Samantha, Southern California

I lost my unborn daughter due to high blood glucose levels in early pregnancy.

In April 2018, I was diagnosed with Type 1 Diabetes by accident when I was twenty-two years old and three months pregnant.

At four months pregnant, we learned that our would-be first born had severe hydrocephalus due to my high blood glucose levels when I was undiagnosed during the first three months of pregnancy. Although I was given access to the insulin I needed after diagnosis and was able to get my blood glucose levels into normal range, my body was without insulin for too long and the damage to our daughter was already done. At five months pregnant, we made the decision to end the pregnancy rather than continue on with a fetus that had a very low chance of survival outside the womb. Her name was Elena Ann and she will be a part of our family, always.

Flash forward to 2021, I am now mother to the most perfect little boy who is about to turn one year old.
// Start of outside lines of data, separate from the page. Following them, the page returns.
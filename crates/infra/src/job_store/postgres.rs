//! Postgres-backed job repository.
//!
//! One row per job record in `bulk_jobs`. Mutations are read-modify-write
//! cycles guarded by the `version` column:
//!
//! 1. `SELECT` the row
//! 2. run the aggregate's `handle` + `apply` in memory
//! 3. `UPDATE ... WHERE id = $1 AND version = $old`
//!
//! If step 3 matches no row another writer got there first, and the cycle is
//! retried against the fresh row. Counter updates therefore never lose an
//! increment and only one writer can observe the 1 -> 0 decrement.
//!
//! ## Error Mapping
//!
//! | SQLx Error | PostgreSQL Error Code | JobStoreError |
//! |------------|----------------------|---------------|
//! | Database (unique violation) | `23505` | `AlreadyExists` on insert, `Storage` otherwise |
//! | Database (other) | Any other | `Storage` |
//! | PoolClosed / other | N/A | `Storage` |

use chrono::{DateTime, Utc};
use sqlx::postgres::PgRow;
use sqlx::{PgPool, Row};
use std::sync::Arc;
use std::time::Duration;
use tracing::{debug, instrument, Span};

use async_trait::async_trait;

use bulkmsg_core::{Aggregate, JobId, SenderId};
use bulkmsg_messaging::{BodyFormat, BulkJob, JobCommand, JobStatus, MessagePayload, RecipientSelection};

use super::r#trait::{Executed, JobPage, JobRepository, JobStoreError, PageRequest};

/// Compare-and-swap attempts before `execute` gives up with `Concurrency`.
const MAX_CAS_ATTEMPTS: u32 = 64;
const CAS_BACKOFF_BASE_MICROS: u64 = 1_000;
const CAS_BACKOFF_MAX_MICROS: u64 = 50_000;

const SCHEMA: &str = r#"
CREATE TABLE IF NOT EXISTS bulk_jobs (
    id                 UUID PRIMARY KEY,
    status             SMALLINT NOT NULL,
    run                INTEGER NOT NULL,
    recipient_count    BIGINT NOT NULL CHECK (recipient_count >= 0),
    sent_count         BIGINT NOT NULL CHECK (sent_count >= 0),
    failed_count       BIGINT NOT NULL CHECK (failed_count >= 0),
    remaining_batches  BIGINT NOT NULL CHECK (remaining_batches >= 0),
    subject            TEXT NOT NULL,
    body               TEXT NOT NULL,
    body_format        SMALLINT NOT NULL,
    sender_id          UUID NOT NULL,
    selection          JSONB NOT NULL,
    filter_description TEXT NOT NULL,
    created_at         TIMESTAMPTZ NOT NULL,
    completed_at       TIMESTAMPTZ NULL,
    failure_reason     TEXT NULL,
    version            BIGINT NOT NULL
);
CREATE INDEX IF NOT EXISTS bulk_jobs_created_at_idx ON bulk_jobs (created_at DESC, id DESC);
"#;

const SELECT_COLUMNS: &str = r#"
    id, status, run, recipient_count, sent_count, failed_count, remaining_batches,
    subject, body, body_format, sender_id, selection, filter_description,
    created_at, completed_at, failure_reason, version
"#;

#[derive(Debug, Clone)]
pub struct PostgresJobRepository {
    pool: Arc<PgPool>,
}

impl PostgresJobRepository {
    pub fn new(pool: PgPool) -> Self {
        Self {
            pool: Arc::new(pool),
        }
    }

    /// Create the `bulk_jobs` table and its index if missing.
    #[instrument(skip(self), err)]
    pub async fn ensure_schema(&self) -> Result<(), JobStoreError> {
        sqlx::raw_sql(SCHEMA)
            .execute(&*self.pool)
            .await
            .map_err(|e| map_sqlx_error("ensure_schema", e))?;
        Ok(())
    }

    async fn fetch(&self, id: JobId) -> Result<Option<BulkJob>, JobStoreError> {
        let row = sqlx::query(&format!("SELECT {SELECT_COLUMNS} FROM bulk_jobs WHERE id = $1"))
            .bind(id.as_uuid())
            .fetch_optional(&*self.pool)
            .await
            .map_err(|e| map_sqlx_error("load", e))?;

        row.as_ref().map(job_from_row).transpose()
    }

    /// Write `job` back if the stored version is still `expected_version`.
    async fn compare_and_swap(&self, job: &BulkJob, expected_version: u64) -> Result<bool, JobStoreError> {
        let result = sqlx::query(
            r#"
            UPDATE bulk_jobs SET
                status = $2,
                run = $3,
                recipient_count = $4,
                sent_count = $5,
                failed_count = $6,
                remaining_batches = $7,
                completed_at = $8,
                failure_reason = $9,
                version = $10
            WHERE id = $1 AND version = $11
            "#,
        )
        .bind(job.id.as_uuid())
        .bind(job.status.code())
        .bind(job.run as i32)
        .bind(to_i64(job.recipient_count)?)
        .bind(to_i64(job.sent_count)?)
        .bind(to_i64(job.failed_count)?)
        .bind(to_i64(job.remaining_batches)?)
        .bind(job.completed_at)
        .bind(job.failure_reason.as_deref())
        .bind(to_i64(job.version)?)
        .bind(to_i64(expected_version)?)
        .execute(&*self.pool)
        .await
        .map_err(|e| map_sqlx_error("compare_and_swap", e))?;

        Ok(result.rows_affected() == 1)
    }
}

#[async_trait]
impl JobRepository for PostgresJobRepository {
    #[instrument(skip(self, job), fields(job_id = %job.id), err)]
    async fn insert(&self, job: &BulkJob) -> Result<(), JobStoreError> {
        let selection = serde_json::to_value(&job.selection)
            .map_err(|e| JobStoreError::Corrupt(format!("failed to serialize selection: {e}")))?;

        sqlx::query(
            r#"
            INSERT INTO bulk_jobs (
                id, status, run, recipient_count, sent_count, failed_count, remaining_batches,
                subject, body, body_format, sender_id, selection, filter_description,
                created_at, completed_at, failure_reason, version
            )
            VALUES ($1, $2, $3, $4, $5, $6, $7, $8, $9, $10, $11, $12, $13, $14, $15, $16, $17)
            "#,
        )
        .bind(job.id.as_uuid())
        .bind(job.status.code())
        .bind(job.run as i32)
        .bind(to_i64(job.recipient_count)?)
        .bind(to_i64(job.sent_count)?)
        .bind(to_i64(job.failed_count)?)
        .bind(to_i64(job.remaining_batches)?)
        .bind(&job.payload.subject)
        .bind(&job.payload.body)
        .bind(job.payload.format.code())
        .bind(job.sender_id.as_uuid())
        .bind(&selection)
        .bind(&job.filter_description)
        .bind(job.created_at)
        .bind(job.completed_at)
        .bind(job.failure_reason.as_deref())
        .bind(to_i64(job.version)?)
        .execute(&*self.pool)
        .await
        .map_err(|e| {
            if is_unique_violation(&e) {
                JobStoreError::AlreadyExists(job.id)
            } else {
                map_sqlx_error("insert", e)
            }
        })?;

        Ok(())
    }

    #[instrument(skip(self), fields(job_id = %id), err)]
    async fn load(&self, id: JobId) -> Result<Option<BulkJob>, JobStoreError> {
        self.fetch(id).await
    }

    #[instrument(skip(self), fields(job_id = %id, attempts = tracing::field::Empty), err)]
    async fn execute(
        &self,
        id: JobId,
        command: JobCommand,
    ) -> Result<Option<Executed>, JobStoreError> {
        let span = Span::current();

        for attempt in 1..=MAX_CAS_ATTEMPTS {
            let Some(mut job) = self.fetch(id).await? else {
                return Ok(None);
            };

            let expected_version = job.version;
            let events = job.execute(&command)?;
            if events.is_empty() {
                span.record("attempts", attempt);
                return Ok(Some(Executed { events, job }));
            }

            if self.compare_and_swap(&job, expected_version).await? {
                span.record("attempts", attempt);
                return Ok(Some(Executed { events, job }));
            }

            let delay = cas_backoff(attempt);
            debug!(job_id = %id, attempt, ?delay, "version conflict, retrying");
            tokio::time::sleep(delay).await;
        }

        Err(JobStoreError::Concurrency(format!(
            "job {id} still contended after {MAX_CAS_ATTEMPTS} attempts"
        )))
    }

    #[instrument(skip(self), fields(job_id = %id), err)]
    async fn delete_terminal(&self, id: JobId) -> Result<Option<BulkJob>, JobStoreError> {
        for _ in 0..MAX_CAS_ATTEMPTS {
            let Some(job) = self.fetch(id).await? else {
                return Ok(None);
            };
            job.ensure_deletable()?;

            let result = sqlx::query("DELETE FROM bulk_jobs WHERE id = $1 AND version = $2")
                .bind(id.as_uuid())
                .bind(to_i64(job.version)?)
                .execute(&*self.pool)
                .await
                .map_err(|e| map_sqlx_error("delete", e))?;

            if result.rows_affected() == 1 {
                return Ok(Some(job));
            }
        }

        Err(JobStoreError::Concurrency(format!(
            "job {id} still contended after {MAX_CAS_ATTEMPTS} attempts"
        )))
    }

    #[instrument(skip(self), fields(page = page.page, per_page = page.per_page), err)]
    async fn list(&self, page: PageRequest) -> Result<JobPage, JobStoreError> {
        let rows = sqlx::query(&format!(
            "SELECT {SELECT_COLUMNS} FROM bulk_jobs ORDER BY created_at DESC, id DESC LIMIT $1 OFFSET $2"
        ))
        .bind(page.per_page as i64)
        .bind(to_i64(page.offset())?)
        .fetch_all(&*self.pool)
        .await
        .map_err(|e| map_sqlx_error("list", e))?;

        let total: i64 = sqlx::query_scalar("SELECT COUNT(*) FROM bulk_jobs")
            .fetch_one(&*self.pool)
            .await
            .map_err(|e| map_sqlx_error("count", e))?;

        let items = rows.iter().map(job_from_row).collect::<Result<Vec<_>, _>>()?;

        Ok(JobPage {
            items,
            total: total.max(0) as u64,
            page: page.page,
            per_page: page.per_page,
        })
    }
}

fn job_from_row(row: &PgRow) -> Result<BulkJob, JobStoreError> {
    let corrupt = |e: sqlx::Error| JobStoreError::Corrupt(format!("failed to decode bulk_jobs row: {e}"));

    let status_code: i16 = row.try_get("status").map_err(corrupt)?;
    let status = JobStatus::from_code(status_code)
        .ok_or_else(|| JobStoreError::Corrupt(format!("unknown status code {status_code}")))?;

    let format_code: i16 = row.try_get("body_format").map_err(corrupt)?;
    let format = BodyFormat::from_code(format_code)
        .ok_or_else(|| JobStoreError::Corrupt(format!("unknown body format {format_code}")))?;

    let selection: serde_json::Value = row.try_get("selection").map_err(corrupt)?;
    let selection: RecipientSelection = serde_json::from_value(selection)
        .map_err(|e| JobStoreError::Corrupt(format!("invalid selection: {e}")))?;

    let run: i32 = row.try_get("run").map_err(corrupt)?;
    let created_at: DateTime<Utc> = row.try_get("created_at").map_err(corrupt)?;

    Ok(BulkJob {
        id: JobId::from_uuid(row.try_get("id").map_err(corrupt)?),
        status,
        run: run.max(0) as u32,
        recipient_count: to_u64(row.try_get("recipient_count").map_err(corrupt)?),
        sent_count: to_u64(row.try_get("sent_count").map_err(corrupt)?),
        failed_count: to_u64(row.try_get("failed_count").map_err(corrupt)?),
        remaining_batches: to_u64(row.try_get("remaining_batches").map_err(corrupt)?),
        // Stored payloads were validated on the way in.
        payload: MessagePayload {
            subject: row.try_get("subject").map_err(corrupt)?,
            body: row.try_get("body").map_err(corrupt)?,
            format,
        },
        sender_id: SenderId::from_uuid(row.try_get("sender_id").map_err(corrupt)?),
        selection,
        filter_description: row.try_get("filter_description").map_err(corrupt)?,
        created_at,
        completed_at: row.try_get("completed_at").map_err(corrupt)?,
        failure_reason: row.try_get("failure_reason").map_err(corrupt)?,
        version: to_u64(row.try_get("version").map_err(corrupt)?),
    })
}
//! Tracing and logging setup shared by the binaries.

/// Initialize process-wide logging.
///
/// Safe to call multiple times; subsequent calls are no-ops.
pub fn init() {
    tracing::init(tracing::LogFormat::from_env());
}

/// Subscriber configuration (filters, output format).
pub mod tracing;
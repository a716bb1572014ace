//! User-facing lifecycle actions and the states they are offered from.

use serde::{Deserialize, Serialize};

use crate::job::JobStatus;

#[derive(Debug, Copy, Clone, PartialEq, Eq, Hash, Serialize, Deserialize)]
#[serde(rename_all = "snake_case")]
pub enum JobAction {
    Cancel,
    Stop,
    Start,
    Delete,
}

impl JobAction {
    pub const ALL: [JobAction; 4] = [
        JobAction::Cancel,
        JobAction::Stop,
        JobAction::Start,
        JobAction::Delete,
    ];

    /// Whether the action's precondition holds for `status`.
    pub fn permitted_from(self, status: JobStatus) -> bool {
        match self {
            JobAction::Cancel => status == JobStatus::Queued,
            JobAction::Stop => status == JobStatus::Processing,
            JobAction::Start => matches!(status, JobStatus::Failed | JobStatus::Stopped),
            JobAction::Delete => status.is_terminal(),
        }
    }

    pub fn label(self) -> &'static str {
        match self {
            JobAction::Cancel => "Cancel",
            JobAction::Stop => "Stop",
            JobAction::Start => "Start",
            JobAction::Delete => "Delete",
        }
    }
}

impl JobStatus {
    /// Actions a client should offer for a job in this status.
    pub fn available_actions(self) -> Vec<JobAction> {
        JobAction::ALL
            .into_iter()
            .filter(|a| a.permitted_from(self))
            .collect()
    }
}

#[cfg(test)]
mod tests {
    use super::*;

    #[test]
    fn actions_per_status() {
        use JobAction::*;
        assert_eq!(JobStatus::Queued.available_actions(), vec![Cancel]);
        assert_eq!(JobStatus::Processing.available_actions(), vec![Stop]);
        assert_eq!(JobStatus::Completed.available_actions(), vec![Delete]);
        assert_eq!(JobStatus::Failed.available_actions(), vec![Start, Delete]);
        assert_eq!(JobStatus::Cancelled.available_actions(), vec![Delete]);
        assert_eq!(JobStatus::Stopped.available_actions(), vec![Start, Delete]);
    }
}
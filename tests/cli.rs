use assert_cmd::Command;
use predicates::prelude::*;
use serde_json::Value;
use std::fs;
use std::path::{Path, PathBuf};
use tempfile::tempdir;

fn bin() -> Command {
    let path = assert_cmd::cargo::cargo_bin!("kvlaunch");
    let mut cmd = Command::new(path);
    cmd.env_remove("KVLAUNCH_CONFIG")
        .env_remove("KVLAUNCH_TMUX")
        .env("KVCACHED_LOG_COLOR", "false");
    cmd
}

fn parse_json(bytes: &[u8]) -> Value {
    serde_json::from_slice(bytes).expect("json output")
}

const TWO_INSTANCES: &str = r#"
version: 1
tmux:
  session: serve-test
instances:
  - name: engine-a
    command: [vllm, serve, "my model"]
    engine_env: [A=1, SHARED=engine]
    kvcached_env: [SHARED=kvcached, B=it's]
  - name: engine-b
    command: [python, -m, server]
"#;

fn write_config(dir: &Path, content: &str) -> PathBuf {
    let path = dir.join("config.yaml");
    fs::write(&path, content).unwrap();
    path
}

#[test]
fn config_init_creates_and_preserves_existing() {
    let dir = tempdir().unwrap();
    let config_dir = dir.path().join("config");

    let output = bin()
        .env("KVLAUNCH_CONFIG_DIR", &config_dir)
        .arg("--json")
        .arg("config")
        .arg("init")
        .assert()
        .success()
        .get_output()
        .stdout
        .clone();

    let value = parse_json(&output);
    assert!(value["ok"].as_bool().unwrap());
    assert!(value["result"]["created"].as_bool().unwrap());

    let config_path = config_dir.join("config.yaml");
    assert!(config_path.exists());

    fs::write(&config_path, "sentinel: true\n").unwrap();

    let output = bin()
        .env("KVLAUNCH_CONFIG_DIR", &config_dir)
        .arg("--json")
        .arg("config")
        .arg("init")
        .assert()
        .success()
        .get_output()
        .stdout
        .clone();

    let value = parse_json(&output);
    assert!(!value["result"]["created"].as_bool().unwrap());
    assert_eq!(fs::read_to_string(&config_path).unwrap(), "sentinel: true\n");
}

#[test]
fn config_validate_rejects_unknown_fields() {
    let dir = tempdir().unwrap();
    let config_path = write_config(dir.path(), "version: 1\nunknown_field: true\n");

    let output = bin()
        .arg("--json")
        .arg("--config")
        .arg(&config_path)
        .arg("config")
        .arg("validate")
        .assert()
        .failure()
        .get_output()
        .stdout
        .clone();

    let value = parse_json(&output);
    assert!(!value["ok"].as_bool().unwrap());
    assert!(value["error"].as_str().unwrap().contains("unknown_field"));
}

#[test]
fn env_prints_merged_mapping() {
    let dir = tempdir().unwrap();
    let config_path = write_config(dir.path(), TWO_INSTANCES);

    let output = bin()
        .arg("--json")
        .arg("--config")
        .arg(&config_path)
        .arg("env")
        .arg("engine-a")
        .assert()
        .success()
        .get_output()
        .stdout
        .clone();

    let value = parse_json(&output);
    let env = &value["result"]["env"];
    assert_eq!(env["A"], "1");
    assert_eq!(env["SHARED"], "kvcached");
    assert_eq!(env["B"], "it's");
}

#[test]
fn env_rejects_entry_without_equals() {
    let dir = tempdir().unwrap();
    let config_path = write_config(
        dir.path(),
        "version: 1\ninstances:\n  - name: a\n    command: [x]\n    engine_env: [GOOD=1, BAD]\n",
    );

    bin()
        .arg("--config")
        .arg(&config_path)
        .arg("env")
        .arg("a")
        .assert()
        .failure()
        .stderr(predicate::str::contains("BAD"));
}

#[test]
fn dry_run_composes_commands_without_tmux() {
    let dir = tempdir().unwrap();
    let config_path = write_config(dir.path(), TWO_INSTANCES);

    let output = bin()
        .env("PATH", "")
        .arg("--json")
        .arg("--config")
        .arg(&config_path)
        .arg("launch")
        .arg("--dry-run")
        .assert()
        .success()
        .get_output()
        .stdout
        .clone();

    let value = parse_json(&output);
    let result = &value["result"];
    assert_eq!(result["session"], "serve-test");
    let windows = result["windows"].as_array().unwrap();
    assert_eq!(windows.len(), 2);
    assert_eq!(windows[0]["window"], "engine-a");
    assert_eq!(
        windows[0]["command"],
        "ulimit -n 1048576; export A=1; export SHARED=kvcached; export B='it'\\''s'; vllm serve 'my model'"
    );
    assert_eq!(windows[1]["command"], "ulimit -n 1048576; python -m server");
}

#[test]
fn settings_reflect_environment() {
    let output = bin()
        .env("KVCACHED_IPC_NAME", "deploy_x")
        .env("KVCACHED_MIN_RESERVED_PAGES", "3")
        .arg("--json")
        .arg("settings")
        .assert()
        .success()
        .get_output()
        .stdout
        .clone();

    let value = parse_json(&output);
    let result = &value["result"];
    assert_eq!(result["ipc_path"], "/dev/shm/deploy_x");
    assert_eq!(result["min_reserved_pages"], 3);
    assert_eq!(result["max_reserved_pages"], 10);
    assert_eq!(result["page_size"], 2 * 1024 * 1024);
}

#[test]
fn align_rounds_to_whole_pages() {
    let output = bin()
        .arg("--json")
        .arg("align")
        .arg("513")
        .arg("--cell-size")
        .arg("4096")
        .assert()
        .success()
        .get_output()
        .stdout
        .clone();

    let value = parse_json(&output);
    assert_eq!(value["result"]["aligned_cells"], 1024);
    assert_eq!(value["result"]["pages"], 2);
}

#[test]
fn align_reports_overflow_instead_of_wrapping() {
    let output = bin()
        .arg("--json")
        .arg("align")
        .arg("18446744073709551615")
        .arg("--cell-size")
        .arg("4096")
        .assert()
        .failure()
        .get_output()
        .stdout
        .clone();

    let value = parse_json(&output);
    assert!(!value["ok"].as_bool().unwrap());
    assert!(value["error"].as_str().unwrap().contains("too large"));
}

#[cfg(unix)]
mod fake_tmux {
    use super::*;
    use std::os::unix::fs::PermissionsExt;

    /// Writes a stand-in tmux that logs each invocation and reports the
    /// session as present when `FAKE_TMUX_HAS_SESSION=0`.
    pub fn install(dir: &Path) -> (PathBuf, PathBuf) {
        let script = dir.join("tmux");
        let log = dir.join("tmux.log");
        fs::write(
            &script,
            "#!/bin/sh\nprintf '%s\\n' \"$*\" >> \"$FAKE_TMUX_LOG\"\n\
             if [ \"$1\" = \"has-session\" ]; then exit \"${FAKE_TMUX_HAS_SESSION:-1}\"; fi\n\
             exit 0\n",
        )
        .unwrap();
        fs::set_permissions(&script, fs::Permissions::from_mode(0o755)).unwrap();
        (script, log)
    }

    pub fn calls(log: &Path) -> Vec<String> {
        fs::read_to_string(log)
            .unwrap_or_default()
            .lines()
            .map(str::to_string)
            .collect()
    }

    #[test]
    fn launch_issues_expected_tmux_sequence() {
        let dir = tempdir().unwrap();
        let config_path = write_config(dir.path(), TWO_INSTANCES);
        let (script, log) = install(dir.path());

        let output = bin()
            .env("KVLAUNCH_TMUX", &script)
            .env("FAKE_TMUX_LOG", &log)
            .arg("--json")
            .arg("--config")
            .arg(&config_path)
            .arg("launch")
            .assert()
            .success()
            .get_output()
            .stdout
            .clone();

        let value = parse_json(&output);
        assert!(value["result"]["launched"].as_bool().unwrap());
        assert_eq!(value["result"]["windows"][1], "engine-b");

        let calls = calls(&log);
        assert_eq!(calls.len(), 7);
        assert_eq!(calls[0], "has-session -t =serve-test");
        assert_eq!(calls[1], "new-session -d -s serve-test -x 120 -y 30");
        assert_eq!(calls[2], "set-option -t =serve-test: history-limit 999999");
        assert_eq!(calls[3], "set-option -t =serve-test: mouse on");
        assert!(calls[4].starts_with("new-window -t =serve-test: -n engine-a bash -c echo 'Starting engine-a...'; ulimit -n 1048576;"));
        assert!(calls[4].ends_with("echo 'Press Enter to close...'; read"));
        assert_eq!(calls[5], "kill-window -t =serve-test:0");
        assert!(calls[6].starts_with("new-window -t =serve-test: -n engine-b"));
        let kills = calls.iter().filter(|c| c.starts_with("kill-window")).count();
        assert_eq!(kills, 1);
    }

    #[test]
    fn existing_session_declined_is_left_alone() {
        let dir = tempdir().unwrap();
        let config_path = write_config(dir.path(), TWO_INSTANCES);
        let (script, log) = install(dir.path());

        let output = bin()
            .env("KVLAUNCH_TMUX", &script)
            .env("FAKE_TMUX_LOG", &log)
            .env("FAKE_TMUX_HAS_SESSION", "0")
            .arg("--json")
            .arg("--config")
            .arg(&config_path)
            .arg("launch")
            .write_stdin("n\n")
            .assert()
            .success()
            .get_output()
            .stdout
            .clone();

        let value = parse_json(&output);
        assert!(!value["result"]["launched"].as_bool().unwrap());
        assert_eq!(calls(&log), vec!["has-session -t =serve-test".to_string()]);
    }

    #[test]
    fn existing_session_restarted_on_y() {
        let dir = tempdir().unwrap();
        let config_path = write_config(dir.path(), TWO_INSTANCES);
        let (script, log) = install(dir.path());

        bin()
            .env("KVLAUNCH_TMUX", &script)
            .env("FAKE_TMUX_LOG", &log)
            .env("FAKE_TMUX_HAS_SESSION", "0")
            .arg("--config")
            .arg(&config_path)
            .arg("launch")
            .arg("--session")
            .arg("other")
            .write_stdin("Y\n")
            .assert()
            .success();

        let calls = calls(&log);
        assert_eq!(calls[0], "has-session -t =other");
        assert_eq!(calls[1], "kill-session -t =other");
        assert_eq!(calls[2], "new-session -d -s other -x 120 -y 30");
    }

    #[test]
    fn malformed_env_fails_before_any_tmux_call() {
        let dir = tempdir().unwrap();
        let config_path = write_config(
            dir.path(),
            "version: 1\ninstances:\n  - name: a\n    command: [x]\n  - name: b\n    command: [y]\n    kvcached_env: [NOPE]\n",
        );
        let (script, log) = install(dir.path());

        bin()
            .env("KVLAUNCH_TMUX", &script)
            .env("FAKE_TMUX_LOG", &log)
            .arg("--config")
            .arg(&config_path)
            .arg("launch")
            .assert()
            .failure()
            .stderr(predicate::str::contains("instance b"));

        assert!(calls(&log).is_empty());
    }
}
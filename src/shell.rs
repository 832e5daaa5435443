//! Ordered shell fragments rendered into a single `bash -c` string.
//!
//! Values are quoted at render time, so callers only ever hand over raw
//! strings and paths.

use std::borrow::Cow;
use std::fmt;
use std::path::PathBuf;

#[derive(Debug, Clone, PartialEq, Eq)]
pub enum Fragment {
    Ulimit(u64),
    Source(PathBuf),
    Export { key: String, value: String },
    Exec(Vec<String>),
    Echo(String),
    Read,
}

impl Fragment {
    fn render(&self) -> String {
        match self {
            Fragment::Ulimit(limit) => format!("ulimit -n {limit}"),
            Fragment::Source(path) => {
                format!("source {}", shell_words::quote(&path.to_string_lossy()))
            }
            // Keys are checked to be shell identifiers when collected.
            Fragment::Export { key, value } => {
                format!("export {key}={}", shell_words::quote(value))
            }
            Fragment::Exec(argv) => shell_words::join(argv),
            Fragment::Echo(text) => format!("echo {}", quote_always(text)),
            Fragment::Read => "read".to_string(),
        }
    }
}

#[derive(Debug, Clone, Default, PartialEq, Eq)]
pub struct ShellScript {
    fragments: Vec<Fragment>,
}

impl ShellScript {
    pub fn new() -> Self {
        Self::default()
    }

    pub fn push(&mut self, fragment: Fragment) -> &mut Self {
        self.fragments.push(fragment);
        self
    }

    pub fn extend(&mut self, other: ShellScript) -> &mut Self {
        self.fragments.extend(other.fragments);
        self
    }

    pub fn fragments(&self) -> &[Fragment] {
        &self.fragments
    }

    pub fn render(&self) -> String {
        self.fragments
            .iter()
            .map(Fragment::render)
            .collect::<Vec<_>>()
            .join("; ")
    }
}

impl fmt::Display for ShellScript {
    fn fmt(&self, f: &mut fmt::Formatter<'_>) -> fmt::Result {
        f.write_str(&self.render())
    }
}

fn quote_always(text: &str) -> Cow<'_, str> {
    match shell_words::quote(text) {
        Cow::Borrowed(_) => Cow::Owned(format!("'{text}'")),
        owned => owned,
    }
}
My biggest worry is whether or not he will get diagnosed with diabetes and if we will be able to sustain two diabetics in the same household. Even with “good” insurance my out-of-pocket costs are $5000.00 plus a year and that only accounts for things that my medical insurance covers- I cannot imagine having to figure out how to afford double that cost.

To delay ordering more supplies (and save money) I’ve worn my pump sites for far too long, I’ve reused needles, I’ve restarted my Dexcom sensors in order to extend its life and I’ve used syringes to take the remaining insulin from used pods, cartridges and insulin pens. When I do hit my out-of-pocket maximum (always when, never if) I have my endocrinologist write an insulin prescription for the most amount possible, that way I can stock up and delay buying some when my insurance resets at the beginning of each year. I also ignore expiration dates on all my supplies, because I would rather use them and chance them failing than to throw out anything and have to buy replacements. It hasn’t even been three years since I was diagnosed with insulin-dependent diabetes and I am already exhausted from juggling taking adequate care of myself and being cost effective.

Some people are not as lucky as I am. Many people have inadequate insurance or have no insurance at all. With over 25% of diabetics rationing their insulin, the government needs to step in and take action. No one should be living in poverty or struggling to buy their life sustaining medication in the “richest” and “greatest” country in the world. Other than having socialized medicine in the USA, a federal list price cap on insulin is the best way to ensure that no insulin-dependent person is forced to choose between buying their insulin and affording other life essentials like food, housing, clothing, education, etc. I am hopeful that through The Insulin Initiative, we can help pass legislation that will impact the lives of all insulin-dependent people living in the USA.

I have experienced first hand what a lack of insulin in the body can do: kill. That is why I am fighting for Insulin4Alll. No one should be forced to suffer the effects of not having the insulin they need to stay alive.